### Input data
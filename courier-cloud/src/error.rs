//! Service-layer error type for courier-cloud
//!
//! `ServiceError` bridges store/pipeline errors and the API-layer `AppError`
//! so handlers can use `?` directly.

use axum::response::IntoResponse;
use shared::error::{AppError, ErrorCode};

use crate::pipeline::{LookupError, MutationError, StoreError};

type BoxError = Box<dyn std::error::Error + Send + Sync>;

/// Service-layer error
///
/// - `Db`: infrastructure errors (logged, mapped to InternalError)
/// - `App`: business errors (passed through to the client)
#[derive(Debug)]
pub enum ServiceError {
    Db(BoxError),
    App(AppError),
}

impl From<StoreError> for ServiceError {
    fn from(e: StoreError) -> Self {
        ServiceError::Db(e.into())
    }
}

impl From<BoxError> for ServiceError {
    fn from(e: BoxError) -> Self {
        ServiceError::Db(e)
    }
}

impl From<AppError> for ServiceError {
    fn from(e: AppError) -> Self {
        ServiceError::App(e)
    }
}

impl From<MutationError> for ServiceError {
    fn from(e: MutationError) -> Self {
        ServiceError::App(e.into())
    }
}

impl From<LookupError> for ServiceError {
    fn from(e: LookupError) -> Self {
        match e {
            LookupError::Store { source, .. } => source.into(),
            other => ServiceError::App(other.into()),
        }
    }
}

impl From<ServiceError> for AppError {
    fn from(e: ServiceError) -> Self {
        match e {
            ServiceError::App(app_err) => app_err,
            ServiceError::Db(db_err) => {
                tracing::error!(error = %db_err, "Service database error");
                AppError::new(ErrorCode::InternalError)
            }
        }
    }
}

impl IntoResponse for ServiceError {
    fn into_response(self) -> axum::response::Response {
        let app_error: AppError = self.into();
        app_error.into_response()
    }
}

### Aim of the exercise
Filter the data for the string "axum" and copy every line that has it.

### Response below
use axum::response::IntoResponse;
    fn into_response(self) -> axum::response::Response {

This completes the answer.